Created with 42pag.es | edit →

extremeparallelass1

(10%) COMP453/553 Java Performance Lab Exercise

What will you learn?

Fast Racing CarThe goal of this lab exercise is to learn how to measure the performance of a (sequential) Java program, determine where the bottlenecks are (garbage collection overhead, memory leaks, excessive object allocation, excessive boxing, poor data structures, etc) and how to fix these bottlenecks to dramatically improve performance.

The goal of parallel programming is to get high performance, but there is no point adding parallelism if your starting program (a sequential program) is inefficient. So knowing how to write efficient sequential Java program, and fix their performance bottlenecks, is a necessary skill before you can write good parallel programs. Besides, making programs run fast is fun! Like solving a tricky puzzle or building a superfast racing car.

Dick's Problem

Dick works for a photo-processing company, and their development team has recently developed a new program that can process hundreds of photos with one command, doing a series of transformations such as rotation, resizing, and conversion to sepia colours, on a large collection of photos. At least, that is what they want. The program is designed to be run from the command line, with a sequence of photo edit commands, followed by a sequence of photo file names. The whole sequence of commands is applied to every photo. For example, if it is run with the following command line arguments:
   grayscale undo sepia half half save Eiffel.jpg shoes.jpg Fred.jpg Mary.jpg

it will process each of the four photos in turn, first converting them from colour photos into grayscale photos, then undoing that command and returning to the colour version (presumably someone wanted to undo a mistake), then converting it into sepia colours, then halving the size of the photo twice, then saving it under its orginal name with "_edited" appended to the end.

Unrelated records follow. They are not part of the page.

use std::io;
use tracing_subscriber::{fmt, EnvFilter};

/// Initialize tracing subscriber with sensible defaults and stdout writer.
/// - Respects `RUST_LOG` if set
/// - Falls back to `info,tower_http=info,axum=info`
/// - Writes to stdout to improve visibility in environments that hide stderr
pub fn init_logging_default() {
    let env_filter = EnvFilter::try_from_default_env()
        .unwrap_or_else(|_| EnvFilter::new("info,tower_http=info,axum=info"));
    let _ = fmt()
        .with_env_filter(env_filter)
        .with_target(false)
        .compact()
        .with_writer(|| io::stdout())
        .try_init();
}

Unfortunately, the delivered program processes each photo quite slowly, and seems to get slower and slower as Dick runs it on more photos. The following graph shows four photos being processed (with 8 repeats of each photo, so that we can measure the average time). Note how the first photo is processed in about 2 seconds (we ignore the first few measurements where the Java HotSpot compiler is still optimising the code), the second photo averages 3 seconds, the third photo averages 5 seconds and the fourth photo averages more than 8 seconds.

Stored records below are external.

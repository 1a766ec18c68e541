use anyhow::anyhow;
use anyhow::Result;
use serde::Deserialize;

#[derive(Debug, Clone, Deserialize, Default)]
pub struct AppConfig {
    #[serde(default)]
    pub server: ServerConfig,
    #[serde(default)]
    pub storage: StorageConfig,
}

#[derive(Debug, Clone, Deserialize)]
pub struct ServerConfig {
    pub host: String,
    pub port: u16,
}

impl Default for ServerConfig {
    fn default() -> Self {
        Self { host: "0.0.0.0".into(), port: 8080 }
    }
}

/// Object storage settings. `backend` selects the implementation:
/// `"s3"` (default) or `"local"` for the filesystem store used in
/// development and tests.
#[derive(Debug, Clone, Deserialize)]
pub struct StorageConfig {
    #[serde(default = "default_backend")]
    pub backend: String,
    #[serde(default = "default_bucket")]
    pub bucket: String,
    /// Custom S3 endpoint for MinIO and other S3-compatible stores.
    #[serde(default)]
    pub endpoint: Option<String>,
    /// Root directory for the local backend.
    #[serde(default = "default_local_root")]
    pub local_root: String,
}

impl Default for StorageConfig {
    fn default() -> Self {
        Self {
            backend: default_backend(),
            bucket: default_bucket(),
            endpoint: None,
            local_root: default_local_root(),
        }
    }
}

fn default_backend() -> String { "s3".to_string() }
fn default_bucket() -> String { "hud-editor-data".to_string() }
fn default_local_root() -> String { "data".to_string() }

/// Load from `CONFIG_PATH` (default `config.toml`); a missing file yields
/// the built-in defaults so the service runs on env vars alone.
pub fn load_default() -> Result<AppConfig> {
    let path = std::env::var("CONFIG_PATH").unwrap_or_else(|_| "config.toml".to_string());
    if !std::path::Path::new(&path).exists() {
        return Ok(AppConfig::default());
    }
    load_from_file(&path)
}

pub fn load_from_file(path: &str) -> Result<AppConfig> {
    let content = std::fs::read_to_string(path)?;
    let cfg: AppConfig = toml::from_str(&content)?;
    Ok(cfg)
}

impl AppConfig {
    pub fn load_and_validate() -> Result<Self> {
        let mut cfg = load_default()?;
        cfg.normalize_and_validate()?;
        Ok(cfg)
    }

    pub fn normalize_and_validate(&mut self) -> Result<()> {
        self.server.normalize_from_env();
        self.server.validate()?;
        self.storage.normalize_from_env();
        self.storage.validate()?;
        Ok(())
    }
}

impl ServerConfig {
    /// `PORT` and `SERVER_HOST` override whatever the file provided.
    pub fn normalize_from_env(&mut self) {
        if let Ok(host) = std::env::var("SERVER_HOST") {
            if !host.trim().is_empty() {
                self.host = host;
            }
        }
        if let Some(port) = std::env::var("PORT").ok().and_then(|p| p.parse::<u16>().ok()) {
            self.port = port;
        }
    }

    pub fn validate(&self) -> Result<()> {
        if self.host.trim().is_empty() {
            return Err(anyhow!("server.host must not be empty"));
        }
        if self.port == 0 {
            return Err(anyhow!("server.port must be in 1..=65535"));
        }
        Ok(())
    }
}

impl StorageConfig {
    /// `BUCKET_NAME`, `S3_ENDPOINT`, `STORAGE_BACKEND` and `DATA_DIR`
    /// override the file values.
    pub fn normalize_from_env(&mut self) {
        if let Ok(bucket) = std::env::var("BUCKET_NAME") {
            if !bucket.trim().is_empty() {
                self.bucket = bucket;
            }
        }
        if let Ok(endpoint) = std::env::var("S3_ENDPOINT") {
            if !endpoint.trim().is_empty() {
                self.endpoint = Some(endpoint);
            }
        }
        if let Ok(backend) = std::env::var("STORAGE_BACKEND") {
            if !backend.trim().is_empty() {
                self.backend = backend;
            }
        }
        if let Ok(root) = std::env::var("DATA_DIR") {
            if !root.trim().is_empty() {
                self.local_root = root;
            }
        }
    }

    pub fn validate(&self) -> Result<()> {
        if self.bucket.trim().is_empty() {
            return Err(anyhow!("storage.bucket must not be empty; set BUCKET_NAME"));
        }
        match self.backend.as_str() {
            "s3" | "local" => Ok(()),
            other => Err(anyhow!("storage.backend must be \"s3\" or \"local\", got {other:?}")),
        }
    }
}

Graph of Current Photo Tool Performance

These are all too slow - Dick needs to be able to process several photos per second. And it is totally unacceptable that it gets slower as more photos are processed. He needs to be able to process dozens or hundreds of photos at a consistent (fast!) speed.

Your Task

You are being employed as a consultant to fix the performance problems of this program. Your first task is to fix the slowdown problem, so that many photos can be processed without the speed reducing. After that, your second task is to measure the bottlenecks of the program and improve its performance so that it can process several photos per second. The more photos per second it can process, the higher your bonus payment will be, and the higher your mark will be for this lab exercise.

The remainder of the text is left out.